Bubble Sort

The bubble sort, also known as the ripple sort, is one of the least efficient sorting algorithms. However, it is probably the simplest to understand. At each step, if two adjacent elements of a list are not in order, they will be swapped. Thus, larger elements will “bubble” to the end, (or smaller elements will be “bubbled” to the front, depending on implementation) and hence the name.

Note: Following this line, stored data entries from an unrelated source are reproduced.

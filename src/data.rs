//! Static Menu Source Data
//!
//! The authored menu content: localized names, prices, vegetarian flags and
//! ingredient lists, grouped into the fixed category order. `catalog` builds
//! the per-locale runtime model from these tables.
//!
//! Ingredient lists are authored once and shared identically by all locales.

use crate::models::Lang;

/// A per-locale string triple. Every display name goes through this type,
/// even when the text is identical in all three languages.
#[derive(Debug, Clone, Copy)]
pub struct Tr {
    pub ru: &'static str,
    pub en: &'static str,
    pub uz: &'static str,
}

impl Tr {
    pub fn get(&self, lang: Lang) -> &'static str {
        match lang {
            Lang::Ru => self.ru,
            Lang::En => self.en,
            Lang::Uz => self.uz,
        }
    }
}

const fn tr(ru: &'static str, en: &'static str, uz: &'static str) -> Tr {
    Tr { ru, en, uz }
}

type Ing = &'static [&'static str];

/// Source definition of one dish.
#[derive(Debug, Clone, Copy)]
pub struct ItemDef {
    pub id: &'static str,
    pub name: Tr,
    pub price: u64,
    pub veg: bool,
    pub ingredients: Ing,
}

const fn dish(id: &'static str, name: Tr, price: u64, ingredients: Ing) -> ItemDef {
    ItemDef { id, name, price, veg: false, ingredients }
}

const fn veg_dish(id: &'static str, name: Tr, price: u64, ingredients: Ing) -> ItemDef {
    ItemDef { id, name, price, veg: true, ingredients }
}

/// Source definition of one category with its authorial item order.
#[derive(Debug, Clone, Copy)]
pub struct CategoryDef {
    pub id: &'static str,
    pub name: Tr,
    pub items: &'static [ItemDef],
}

/// Curated dish-of-the-day rotation, in rotation order.
pub const FEATURED_IDS: [&str; 6] = [
    "festive_pilaf",
    "lagman_uyghur",
    "kazan_kebab",
    "norin",
    "san_sebastian",
    "passion_mango_lemonade",
];

// Shared ingredient presets (approximate; verified on site).
const PILAF: Ing = &["рис", "морковь", "лук", "зира", "барбарис", "говядина/баранина"];
const LAGMAN: Ing = &["ручная лапша", "говядина", "овощи", "перец", "лук", "помидор"];
const KAZAN_KEBAB: Ing = &["баранина", "картофель", "лук", "зира", "масло"];
const NORIN: Ing = &["лапша", "конина/говядина", "лук", "перец"];
const SOMSA_MEAT: Ing = &["тесто", "говядина", "лук", "зира"];
const KHACHAPURI: Ing = &["тесто", "сыр сулугуни", "яйцо (аджар)", "масло"];
const CHEBUREK_BEEF: Ing = &["тесто", "говядина", "лук", "специи"];
const CHEBUREK_CHEESE: Ing = &["тесто", "сыр", "зелень"];
const GREEK: Ing = &["огурец", "помидор", "оливки", "сыр фета", "лук", "оливковое масло"];
const CAESAR: Ing = &["курица", "салат ромен", "пармезан", "крутоны", "соус цезарь"];
const EGGPLANT_TEMPURA: Ing = &["бакинский баклажан", "тесто темпура", "соус", "зелень"];
const ASSORTED_VEG: Ing = &["сезонные овощи"];
const LENTIL_SOUP: Ing = &["чечевица", "овощи", "специи"];
const MANPAR: Ing = &["домашняя лапша", "бульон", "говядина", "овощи"];
const CHUCHVARA: Ing = &["пельмени", "говядина", "лук", "бульон"];
const SAY_BEEF: Ing = &["говядина", "болгарский перец", "лук", "специи"];
const SAY_CHICKEN: Ing = &["курица", "перец", "лук", "специи"];
const DOLMA: Ing = &["виноградные листья", "фарш", "рис", "соус"];
const BESHBARMAK: Ing = &["тесто", "мясо", "лук"];
const MANTI: Ing = &["тесто", "фарш", "лук", "специи"];
const SOKORO: Ing = &["тушёное мясо", "овощи", "специи"];
const SOMBORO: Ing = &["овощи", "яйцо", "специи"];
const FRIES: Ing = &["картофель", "масло", "соль"];
const RICE: Ing = &["рис", "масло", "соль"];
const VEG_KEBAB: Ing = &["овощи гриль", "перец", "кабачок", "баклажан", "лук"];
const LIVER: Ing = &["печень", "лук", "специи"];
const WAGURI: Ing = &["мраморная говядина", "специи"];
const KHALIM: Ing = &["пшеница", "мясо", "лук", "масло"];
const TUSHENKA: Ing = &["говядина", "специи"];
const NOHOT: Ing = &["нут", "мясо", "лук", "специи"];
const BAKHLAVA: Ing = &["слоёное тесто", "орехи", "мёд"];
const TIRAMISU: Ing = &["маскарпоне", "савоярди", "эспрессо"];
const NAPOLEON: Ing = &["слоёное тесто", "крем"];
const SAN_SEB: Ing = &["сырный крем", "печёная корочка"];
const NONE: Ing = &[];

const STARTERS: &[ItemDef] = &[
    veg_dish("suzma", tr("Сузма", "Suzma", "Suzma"), 25_000, &["кисломолочный соус", "зелень"]),
    veg_dish("marinated_veg", tr("Маринованные овощи", "Marinated Vegetables", "Tuzlangan sabzavotlar"), 38_000, ASSORTED_VEG),
    veg_dish("kulcha", tr("Домашний хлеб (кулча)", "House Bread (Kulcha)", "Non (Kulcha)"), 15_000, &["пшеничная лепёшка", "кунжут"]),
    veg_dish("garlic_nan", tr("Чесночный нан", "Garlic Nan", "Sarimsoqli non"), 28_000, &["лепёшка", "чесночное масло", "зелень"]),
    veg_dish("khach_ap", tr("Хачапури по-аджарски", "Khachapuri (Adjarian)", "Xachapuri-Ajar"), 73_000, KHACHAPURI),
    veg_dish("khach_meg", tr("Хачапури по-мегрельски", "Khachapuri (Megrelian)", "Xachapuri-Megrel"), 73_000, KHACHAPURI),
    dish("cheb_beef", tr("Мини-чебурек с говядиной (4 шт)", "Mini Cheburek with Beef (4 pcs)", "Mini cheburek (go‘shtli) (4 dona)"), 40_000, CHEBUREK_BEEF),
    veg_dish("cheb_cheese", tr("Мини-чебурек с сыром (4 шт)", "Mini Cheburek with Cheese (4 pcs)", "Mini cheburek (pishloqli) (4 dona)"), 35_000, CHEBUREK_CHEESE),
    dish("somsa_trad", tr("Самса традиционная (1 шт)", "Somsa Traditional (1 pc)", "Tandir somsa (1 dona)"), 20_000, SOMSA_MEAT),
    dish("somsa_olot", tr("Самса Олот (1 шт)", "Somsa Olot (1 pc)", "Olot somsa (1 dona)"), 15_000, SOMSA_MEAT),
    dish("turkish_meze", tr("Турецкий мезе сет", "Turkish Meze Set", "Turkcha mezze seti"), 95_000, &["ачылы эзме", "оливки", "хумус", "суджук", "хайдари", "нан"]),
];

const SALADS: &[ItemDef] = &[
    veg_dish("achik", tr("Ачик-чучук", "Achik Chuchuk", "Achik chuchuk"), 29_000, &["помидор", "лук", "перец", "зелень"]),
    dish("caesar", tr("Салат Цезарь с курицей", "Caesar Salad with Chicken", "Salat Sezar tovuqli"), 79_000, CAESAR),
    veg_dish("greek", tr("Греческий салат", "Greek Salad", "Greck salad"), 45_000, GREEK),
    veg_dish("bakhor", tr("Салат Бахор", "Salad Bakhor", "Bahor salati"), 63_000, &["сезонные овощи", "зелень", "соус"]),
    dish("olivier", tr("Оливье", "Olivier Salad", "Salat Olivye"), 69_000, &["овощи", "майонез", "ветчина/курица"]),
    veg_dish("eggplant_tempura", tr("Салат с баклажаном темпура", "Eggplant Tempura Salad", "Qarsildoq baqlajon"), 69_000, EGGPLANT_TEMPURA),
    veg_dish("choban", tr("Чобан салад", "Choban Salad", "Choban salat"), 49_000, &["помидор", "огурец", "перец", "лук", "зелень"]),
    veg_dish("assorted_fresh", tr("Овощное ассорти", "Assorted Fresh Vegetables", "Sabzavot assortisi"), 49_000, ASSORTED_VEG),
    dish("chirokchi", tr("Салат Чирокчи", "Chirokchi Salad", "Salat Chiroqchi"), 63_000, &["овощи", "сыр/мясо", "соус"]),
    dish("smak", tr("Салат Смак", "Smak Salad", "Smak salat"), 67_000, &["овощи", "соус", "мясо"]),
    dish("muzh", tr("Мужской каприз", "Mujskoy Kapriz", "Salat Mujskoy Kapriz"), 75_000, &["мясо", "яйцо", "сыр", "майонез"]),
    dish("tulum", tr("Салат Тулум", "Salad Tulum", "Salat Tulum"), 93_000, &["сыр тулум", "овощи", "соус"]),
    dish("thai_beef", tr("Тёплый тайский с говядиной", "Thai Warm Beef Salad", "Mol go‘shtli TAI salati"), 79_000, &["говядина", "тайский соус", "овощи", "зелень"]),
];

const SOUPS: &[ItemDef] = &[
    dish("kainatma", tr("Кайнатма шурпа", "Kainatma Shurpa", "Qaynatma sho‘rva"), 63_000, &["баранина", "овощи", "бульон"]),
    dish("lagman_uyghur", tr("Лагман уйгурский", "Lagman Uyghur", "Uyg‘ur lag‘mon"), 55_000, LAGMAN),
    dish("mastava", tr("Мастава", "Mastava", "Mastava"), 49_000, &["рис", "овощи", "мясо", "бульон"]),
    dish("chicken_noodle", tr("Куриный суп с лапшой", "Chicken Noodle Soup", "Tovuqli sho‘rva"), 61_000, &["курица", "лапша", "овощи"]),
    dish("chuchvara", tr("Чучвара", "Chuchvara", "Chuchvara"), 65_000, CHUCHVARA),
    dish("moshxurda", tr("Мошхурда", "Moshxurda", "Moshxo‘rda"), 40_000, &["маш", "мясо", "овощи"]),
    veg_dish("lentil", tr("Чечевичный суп", "Lentil Soup", "Chechevichniy sho‘rva"), 69_000, LENTIL_SOUP),
    dish("shurpa_jug", tr("Шурпа в кувшине", "Shurpa in a Jug", "Ko‘za sho‘rva"), 75_000, &["мясо", "овощи", "бульон"]),
    dish("manpar", tr("Манпар", "Manpar Soup", "Manpar"), 75_000, MANPAR),
];

const MAINS: &[ItemDef] = &[
    dish("festive_pilaf", tr("Праздничный плов", "Festive Pilaf", "Osh"), 50_000, PILAF),
    dish("say_beef", tr("Сай говяжий", "Beef SAY", "Go‘shtli Say"), 89_000, SAY_BEEF),
    dish("manti", tr("Манты (1 шт)", "Manti (1 pc)", "Manti (1 dona)"), 19_000, MANTI),
    dish("waguri", tr("Вагури (300 г)", "Waguri (300 g)", "Vaguri (300 g)"), 249_000, WAGURI),
    dish("dolma", tr("Долма (Ток ош)", "Dolma (Tok Osh)", "Do‘lma (Tok osh)"), 85_000, DOLMA),
    dish("kazan_kebab", tr("Казан-кабоб", "Kazan Kebab", "Qozon kabob"), 159_000, KAZAN_KEBAB),
    dish("assorted_boboy", tr("Ассорти Boboy", "Assorted Boboy Set", "Assorti Boboy"), 150_000, &["сеты горячих блюд"]),
    dish("sokoro", tr("Сокоро", "Sokoro", "Sokoro"), 109_000, SOKORO),
    dish("somboro", tr("Сомборо", "Somboro", "Somboro"), 109_000, SOMBORO),
    dish("fried_lagman", tr("Лагман жареный", "Fried Lagman", "Qovurma lag‘mon"), 73_000, LAGMAN),
    dish("beshbarmak", tr("Бешбармак", "Beshbarmak", "Beshbarmoq"), 139_000, BESHBARMAK),
    dish("nohot", tr("Нохот шурак", "Nohot Shurak", "Noxot sho‘rak"), 79_000, NOHOT),
    dish("tushenka", tr("Тушёнка (говядина)", "Tushenka", "Tushonka (mol go‘shti)"), 115_000, TUSHENKA),
    dish("khalim", tr("Халим", "Khalim", "Xalim"), 75_000, KHALIM),
    dish("norin", tr("Норин", "Norin", "Norin"), 93_000, NORIN),
    dish("say_chicken", tr("Сай куриный", "SAY with Chicken", "Tovuqli Say"), 73_000, SAY_CHICKEN),
    dish("say_beef_egg", tr("Сай с говядиной и яйцом", "SAY with Beef & Egg", "Tuxum va go‘shtli Say"), 89_000, SAY_BEEF),
];

const KEBABS: &[ItemDef] = &[
    dish("minced_beef", tr("Кийма (фарш) шашлык", "Minced Beef Kebab", "Qiyma kabob"), 35_000, &["фарш говяжий", "лук", "специи"]),
    dish("beef_kebab", tr("Мол жиз (шашлык)", "Beef Kebab", "Mol jaz"), 43_000, NONE),
    dish("lamb_kebab", tr("Кой жиз (шашлык)", "Lamb Kebab", "Qo‘y jaz"), 45_000, NONE),
    dish("lamb_chops", tr("Каре ягнёнка", "Lamb chops", "Qo‘zi qovurg‘asi"), 75_000, NONE),
    dish("chicken_wings", tr("Куриные крылья", "Chicken Wings", "Tovuq qanoti"), 42_000, NONE),
    dish("chicken_thighs", tr("Куриное бедро (жиз)", "Chicken Thighs", "Tovuq jaz"), 42_000, NONE),
    dish("liver", tr("Печень", "Liver", "Jigar"), 35_000, LIVER),
    veg_dish("veg_kebab", tr("Овощной шашлык", "Vegetarian Kebab", "Sabzavotli kabob"), 35_000, VEG_KEBAB),
    dish("lamb_ribs", tr("Хрустящие бараньи рёбра", "Lamb Crispy Ribs", "Qo‘y qovurg‘a jaz"), 60_000, NONE),
    dish("rolls", tr("Рулет", "Rolls", "Rulet"), 43_000, NONE),
    dish("charvi", tr("Чарви кебаб", "Charvi Kebab", "Charvi kabob"), 39_000, NONE),
    veg_dish("fries", tr("Картофель фри", "French Fries", "Kartoshka fri"), 35_000, FRIES),
    veg_dish("rice", tr("Гарнир рис", "Rice", "Guruch"), 24_000, RICE),
];

const DESSERTS: &[ItemDef] = &[
    veg_dish("napoleon", tr("Наполеон", "Napoleon", "Napoleon"), 69_000, NAPOLEON),
    veg_dish("oreshky", tr("Орешки (6 шт)", "Oreshky (6 pcs)", "Oreshkalar (6 dona)"), 50_000, NONE),
    veg_dish("honey_cake", tr("Медовик", "Honey Cake", "Medovik"), 72_000, NONE),
    veg_dish("meringue", tr("Меренга рулеты", "Meringue Rolls", "Merenga"), 69_000, NONE),
    veg_dish("afghan", tr("Афганский десерт", "Afghan dessert", "Afg‘on shirinlik"), 69_000, NONE),
    veg_dish("san_sebastian", tr("Сан-Себастьян чизкейк", "San Sebastian Cheesecake", "San Sebastyan chiskeyk"), 79_000, SAN_SEB),
    veg_dish("tiramisu", tr("Тирамису", "Tiramisu", "Tiramisu"), 83_000, TIRAMISU),
    veg_dish("kiev", tr("Киев", "Kiev", "Kievskiy tort"), 75_000, NONE),
    veg_dish("snickers", tr("Сникерс роллы", "Snickers Rolls", "Snikers tort"), 79_000, NONE),
    veg_dish("fondue", tr("Шоколадное фондю", "Chocolate Fondue", "Shokoladli fondyu"), 105_000, NONE),
    veg_dish("profiteroles", tr("Профитроли", "Profiteroles", "Profitroli"), 69_000, NONE),
    veg_dish("bakhlava", tr("Пахлава", "Bakhlava", "Paxlava"), 59_000, BAKHLAVA),
    veg_dish("matilda", tr("Матильда", "Matilda", "Matilda"), 75_000, NONE),
    veg_dish("chak_chak", tr("Чак-чак чизкейк", "Chak Chak Cheesecake", "Chak Chak chiskeyk"), 75_000, NONE),
    veg_dish("assorted_milliy", tr("Ассорти Миллий сет", "Assorted Milliy Set", "Assorti Milliy"), 87_000, NONE),
];

const DRINKS: &[ItemDef] = &[
    veg_dish("iced_tea", tr("Айсти (ассорти)", "Iced Tea", "Aysti"), 31_000, NONE),
    veg_dish("americano", tr("Американо", "Americano", "Americano"), 35_000, NONE),
    veg_dish("cappuccino", tr("Капучино", "Cappuccino", "Cappuccino"), 42_000, NONE),
    veg_dish("latte", tr("Латте", "Latte", "Latte"), 52_000, NONE),
    veg_dish("mojito", tr("Мохито классический", "Classic Mojito", "Klassik moxito"), 65_000, NONE),
    veg_dish("passion_mango_lemonade", tr("Лимонад маракуйя-манго", "Passionfruit Mango Lemonade", "Marakuya Mango limonad"), 57_000, NONE),
];

/// The whole menu, in presentation order.
pub static CATEGORIES: &[CategoryDef] = &[
    CategoryDef { id: "starters", name: tr("Закуски", "Starters", "Yaxna taomlar"), items: STARTERS },
    CategoryDef { id: "salads", name: tr("Салаты", "Salads", "Salatlar"), items: SALADS },
    CategoryDef { id: "soups", name: tr("Супы", "Soups", "Sho‘rvalar"), items: SOUPS },
    CategoryDef { id: "mains", name: tr("Горячие блюда", "Main Courses", "Asosiy taomlar"), items: MAINS },
    CategoryDef { id: "kebabs", name: tr("Шашлыки и гарниры", "Kebabs & Sides", "Kaboblar va qo‘shimchalar"), items: KEBABS },
    CategoryDef { id: "desserts", name: tr("Десерты", "Desserts", "Shirinliklar"), items: DESSERTS },
    CategoryDef { id: "drinks", name: tr("Напитки (выбор)", "Drinks (selection)", "Ichimliklar (tanlov)"), items: DRINKS },
];

#[cfg(test)]
mod tests {
    use super::*;
    use std::collections::HashSet;

    #[test]
    fn item_ids_are_unique() {
        let mut seen = HashSet::new();
        for cat in CATEGORIES {
            for item in cat.items {
                assert!(seen.insert(item.id), "duplicate item id: {}", item.id);
            }
        }
    }

    #[test]
    fn featured_ids_exist_in_source() {
        for id in FEATURED_IDS {
            let found = CATEGORIES
                .iter()
                .any(|cat| cat.items.iter().any(|item| item.id == id));
            assert!(found, "featured id missing from menu: {id}");
        }
    }

    #[test]
    fn every_category_has_items() {
        assert!(CATEGORIES.len() >= 5);
        for cat in CATEGORIES {
            assert!(!cat.items.is_empty(), "empty category: {}", cat.id);
        }
    }

    #[test]
    fn prices_are_positive() {
        for cat in CATEGORIES {
            for item in cat.items {
                assert!(item.price > 0, "zero price: {}", item.id);
            }
        }
    }
}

The principle of a bubble sort is illustrated below: Compare the first two values and swap if necessary. Then compare the next pair of values and swap if necessary.  This process is repeated n-1 times, where n is the number of values being sorted.

bubble_sort

The example above sorts 4 numbers into ascending numerical order. As you can see, this requires 3 (n-1) passes to achieve since there are 4 items of data. The bigger numbers can be seen to bubble (or ripple) to the top.

Algorithm

Repeat as many times as there are items in the list

        Repeat for each success pair of elements

            If this element > next element then swap elements

Pseudocode

WHILE passes < n-1
        WHILE i < n-1
                IF item(i) > item(i + 1)
                        swap items
                END IF
                i = i + 1
        END WHILE
        passes = passes + 1
END WHILE

This is not particularly efficient since the process will continue even if the data is already in the correct order.  Needless to say there is scope to improve the basic algorithm.

Efficiency of the bubble sort

Consider these questions about how long a bubble sort would take for a given list of items:  What is the worst case scenario (what ‘unsorted’ order would require the most comparisons and swaps)?  For a list of 5 items (worst case scenario), what is the number of separate operations (comparisons and swaps) required?  If there were twice as many items in the list (10), what is the number of separate operations (comparisons and swaps) required?  In fact, the bubble sort is one of the least efficient sorting algorithms.  If the number of elements to be sorted doubles, the number of swaps is quadrupled. It is said to have ‘quadratic’ time complexity and this can be written as T(n) = O(n2).